La Cour de cassation a su tirer profit de ces deux articles. On se souvient, en effet, que par un retentissant arrêt en date du 5 mai 1998, elle a affirmé qu'"il résulte de la combinaison des articles L. 431-5 et L. 432-1 du Code du travail que la décision du chef d'entreprise doit être précédée par la consultation du comité d'entreprise quand elle porte sur l'une des questions ou mesures visées par le second de ces textes, sans qu'il y ait lieu de distinguer selon que la décision en cause est une décision unilatérale ou prend la forme de la négociation d'un accord collectif d'entreprise portant sur l'un des objets soumis légalement à l'avis du comité d'entreprise" (1).
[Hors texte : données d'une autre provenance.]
//! # Dispatch
//!
//! [`run`] parses arguments, sets up logging and the [`AssistContext`], then
//! routes each subcommand to one [`AssistApi`](assistapp::api::AssistApi)
//! call and prints the result.
//!
//! Output goes to stdout, in text or (with `-o json`) as the serialized
//! library result. Errors bubble up to `main`, which prints them and exits
//! with status 1.

use super::logging;
use super::render;
use super::setup::{
    selector, ChartCommands, Cli, Commands, CompareCommands, ConfigCommands, HealthCommands,
    LifeCommands, OutputFormat, PayCommands, TaskCommands,
};
use anyhow::Result;
use assistapp::analytics::{DateRange, Month};
use assistapp::commands::health::HealthQuery;
use assistapp::commands::life::LifeSearch;
use assistapp::commands::payments::NewPayment;
use assistapp::commands::CmdResult;
use assistapp::config::AssistConfig;
use assistapp::index::DisplayRecord;
use assistapp::init::{global_config_path, initialize, AssistContext};
use assistapp::model::{today, Domain, PaymentPatch, TaskPatch, CATEGORIES, MOODS};
use clap::Parser;
use serde::Serialize;
use serde_json::json;
use tracing::debug;

pub fn run() -> Result<()> {
    let cli = Cli::parse();
    logging::init(cli.verbose);

    // Needs no data, and must work even when the config is broken.
    if let Commands::Config(ConfigCommands::Template) = cli.command {
        print!("{}", AssistConfig::template());
        return Ok(());
    }

    let ctx = initialize(cli.data.clone(), cli.config.clone())?;
    debug!(command = ?cli.command, "dispatching");
    let out = Printer { format: cli.output };

    match cli.command {
        Commands::Task(cmd) => handle_task(ctx, &out, cmd),
        Commands::Health(cmd) => handle_health(ctx, &out, cmd),
        Commands::Life(cmd) => handle_life(ctx, &out, cmd),
        Commands::Pay(cmd) => handle_pay(ctx, &out, cmd),
        Commands::Config(cmd) => handle_config(&ctx, &out, cmd),
    }
}

struct Printer {
    format: OutputFormat,
}

impl Printer {
    fn json<T: Serialize + ?Sized>(&self, value: &T) -> Result<()> {
        println!("{}", serde_json::to_string_pretty(value)?);
        Ok(())
    }

    /// Records listed by a read command, then any messages.
    fn listing<T: Serialize>(
        &self,
        result: &CmdResult<T>,
        rows: fn(&[DisplayRecord<T>]) -> String,
        empty: &str,
    ) -> Result<()> {
        if self.format == OutputFormat::Json {
            return self.json(result);
        }
        if result.listed.is_empty() {
            if result.messages.is_empty() {
                println!("{}", empty);
            }
        } else {
            print!("{}", rows(&result.listed));
        }
        print!("{}", render::messages(&result.messages));
        Ok(())
    }

    /// The outcome of a mutation: just its messages in text mode.
    fn outcome<T: Serialize>(&self, result: &CmdResult<T>) -> Result<()> {
        if self.format == OutputFormat::Json {
            return self.json(result);
        }
        print!("{}", render::messages(&result.messages));
        Ok(())
    }

    fn value<T: Serialize>(&self, value: &T, text: impl FnOnce(&T) -> String) -> Result<()> {
        if self.format == OutputFormat::Json {
            return self.json(value);
        }
        print!("{}", text(value));
        Ok(())
    }
}

fn handle_task(mut ctx: AssistContext, out: &Printer, cmd: TaskCommands) -> Result<()> {
    let api = &mut ctx.api;
    match cmd {
        TaskCommands::Add { content, priority } => out.outcome(&api.add_task(&content, priority)?),
        TaskCommands::List { pending } => {
            out.listing(&api.list_tasks(pending), render::tasks, "No tasks.")
        }
        TaskCommands::Done { positions } => {
            out.outcome(&api.complete_tasks(&selector(&positions))?)
        }
        TaskCommands::Edit {
            position,
            content,
            priority,
        } => {
            let patch = TaskPatch {
                content,
                priority,
                completed: None,
            };
            out.outcome(&api.edit_task(&position, patch)?)
        }
        TaskCommands::Delete { positions } => {
            out.outcome(&api.delete_tasks(&selector(&positions))?)
        }
    }
}

fn handle_health(mut ctx: AssistContext, out: &Printer, cmd: HealthCommands) -> Result<()> {
    let api = &mut ctx.api;
    match cmd {
        HealthCommands::Add(values) => out.outcome(&api.add_health(values.into())?),
        HealthCommands::List => out.listing(&api.list_health(), render::health, "No health records."),
        HealthCommands::Show { positions } => out.listing(
            &api.show_health(&selector(&positions))?,
            render::health_full,
            "No health records.",
        ),
        HealthCommands::Edit { position, values } => {
            out.outcome(&api.edit_health(&position, values.into())?)
        }
        HealthCommands::Delete { positions } => {
            out.outcome(&api.delete_health(&selector(&positions))?)
        }
        HealthCommands::Query {
            from,
            to,
            min_weight,
            max_weight,
        } => {
            let bounds = HealthQuery {
                from,
                to,
                min_weight,
                max_weight,
            };
            out.listing(&api.query_health(&bounds), render::health, "No matching records.")
        }
        HealthCommands::Stats => out.value(&api.health_stats(), render::health_stats),
    }
}

fn handle_life(mut ctx: AssistContext, out: &Printer, cmd: LifeCommands) -> Result<()> {
    let api = &mut ctx.api;
    match cmd {
        LifeCommands::Add(entry) => out.outcome(&api.add_life(entry.into())?),
        LifeCommands::List => out.listing(&api.list_life(), render::life, "No entries."),
        LifeCommands::Show { positions } => out.listing(
            &api.show_life(&selector(&positions))?,
            render::life_full,
            "No entries.",
        ),
        LifeCommands::Edit { position, entry } => {
            out.outcome(&api.edit_life(&position, entry.into())?)
        }
        LifeCommands::Delete { positions } => {
            out.outcome(&api.delete_life(&selector(&positions))?)
        }
        LifeCommands::Search {
            title,
            content,
            category,
            mood,
        } => {
            let keywords = LifeSearch {
                title,
                content,
                category,
                mood,
            };
            out.listing(&api.search_life(&keywords), render::life, "No matching entries.")
        }
        LifeCommands::Categories => out.value(&CATEGORIES, |words| render::vocabulary(words)),
        LifeCommands::Moods => out.value(&MOODS, |words| render::vocabulary(words)),
    }
}

fn handle_pay(mut ctx: AssistContext, out: &Printer, cmd: PayCommands) -> Result<()> {
    let api = &mut ctx.api;
    match cmd {
        PayCommands::Add {
            amount,
            kind,
            at,
            category,
            note,
            tags,
        } => {
            let input = NewPayment {
                amount,
                kind,
                at,
                category,
                note,
                tags,
            };
            out.outcome(&api.add_payment(input)?)
        }
        PayCommands::List => out.listing(&api.list_payments(), render::payments, "No payments."),
        PayCommands::Show { ids } => out.listing(
            &api.show_payments(&selector(&ids))?,
            render::payments,
            "No payments.",
        ),
        PayCommands::Edit {
            id,
            amount,
            kind,
            at,
            category,
            note,
            tags,
        } => {
            let patch = PaymentPatch {
                amount,
                kind,
                at,
                category,
                note,
                tags,
            };
            out.outcome(&api.edit_payment(&id, patch)?)
        }
        PayCommands::Delete { ids } => out.outcome(&api.delete_payments(&selector(&ids))?),
        PayCommands::Query(criteria) => out.listing(
            &api.query_payments(&criteria.into()),
            render::payments,
            "No matching payments.",
        ),
        PayCommands::Search(criteria) => out.listing(
            &api.search_payments(&criteria.into()),
            render::payments,
            "No matching payments.",
        ),
        PayCommands::Compare(CompareCommands::Month { month }) => {
            let month = month.unwrap_or_else(|| Month::of(today()));
            out.value(&api.compare_months(month), |c| {
                render::comparison(c, |m| m.to_string())
            })
        }
        PayCommands::Compare(CompareCommands::Ranges {
            from1,
            to1,
            from2,
            to2,
        }) => {
            let baseline = DateRange::new(from1, to1)?;
            let current = DateRange::new(from2, to2)?;
            out.value(&api.compare_ranges(baseline, current), |c| {
                render::comparison(c, |r| format!("{} .. {}", r.start, r.end))
            })
        }
        PayCommands::Compare(CompareCommands::Categories) => {
            out.value(&api.category_totals(), |totals| render::category_totals(totals))
        }
        PayCommands::Chart(ChartCommands::Monthly) => {
            out.value(&api.monthly_chart(), |bars| render::monthly_chart(bars))
        }
        PayCommands::Chart(ChartCommands::Categories { kind }) => {
            out.value(&api.category_chart(kind), |slices| render::category_chart(slices))
        }
        PayCommands::Insights { month } => {
            let month = month.unwrap_or_else(|| Month::of(today()));
            out.value(&api.insights(month), render::insights)
        }
    }
}

fn handle_config(ctx: &AssistContext, out: &Printer, cmd: ConfigCommands) -> Result<()> {
    match cmd {
        ConfigCommands::Show => {
            let rules = ctx.api.categorizer().rules();
            let effective = json!({
                "data_dir": ctx.data_dir,
                "category_rules": rules,
            });
            out.value(&effective, |_| {
                let mut text = format!("data_dir = {}\n", ctx.data_dir.display());
                let source = if ctx.config.category_rules.is_some() {
                    "configured"
                } else {
                    "built-in"
                };
                text.push_str(&format!("category rules ({}):\n", source));
                for rule in rules {
                    text.push_str(&format!("  {}: {}\n", rule.category, rule.keywords.join(", ")));
                }
                text
            })
        }
        ConfigCommands::Path => {
            let files: Vec<_> = Domain::ALL
                .iter()
                .map(|d| (d.to_string(), ctx.api.location(*d)))
                .collect();
            let paths = json!({
                "data_dir": ctx.data_dir,
                "global_config": global_config_path(),
                "files": files.iter().cloned().collect::<std::collections::BTreeMap<_, _>>(),
            });
            out.value(&paths, |_| {
                let mut text = format!("data dir: {}\n", ctx.data_dir.display());
                if let Some(global) = global_config_path() {
                    text.push_str(&format!("global config: {}\n", global.display()));
                }
                for (domain, path) in &files {
                    text.push_str(&format!("{}: {}\n", domain, path.display()));
                }
                text
            })
        }
        // Handled before the context exists
        ConfigCommands::Template => Ok(()),
    }
}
Cette solution n'allait pas de soi dans la mesure où, notamment, la "décision" visée par l'article L. 431-5 du Code du travail semble plutôt renvoyer à la décision unilatérale du chef d'entreprise. Toutefois, cela étant acquis, restait, alors, à régler la question de la dénonciation d'un accord collectif par l'employeur. Dans un arrêt particulièrement motivé rendu le 6 mars 2002, la cour d'appel de Paris avait apporté certains éléments de réponse en jugeant que, "loin de violer les textes relatifs à la consultation du comité d'entreprise, le juge des référés en fait, au contraire, une exacte application en privant d'effet la dénonciation par l'employeur d'une convention collective d'entreprise non précédée d'une information et d'une consultation du comité d'entreprise et en décidant qu'une éventuelle poursuite de la procédure de dénonciation devait être précédée d'une information et d'une consultation du comité d'entreprise. Malgré son caractère discrétionnaire, la dénonciation d'une convention collective constitue, en effet, une décision ayant des conséquences évidentes sur l'emploi, la formation et les conditions de travail des salariés" (2).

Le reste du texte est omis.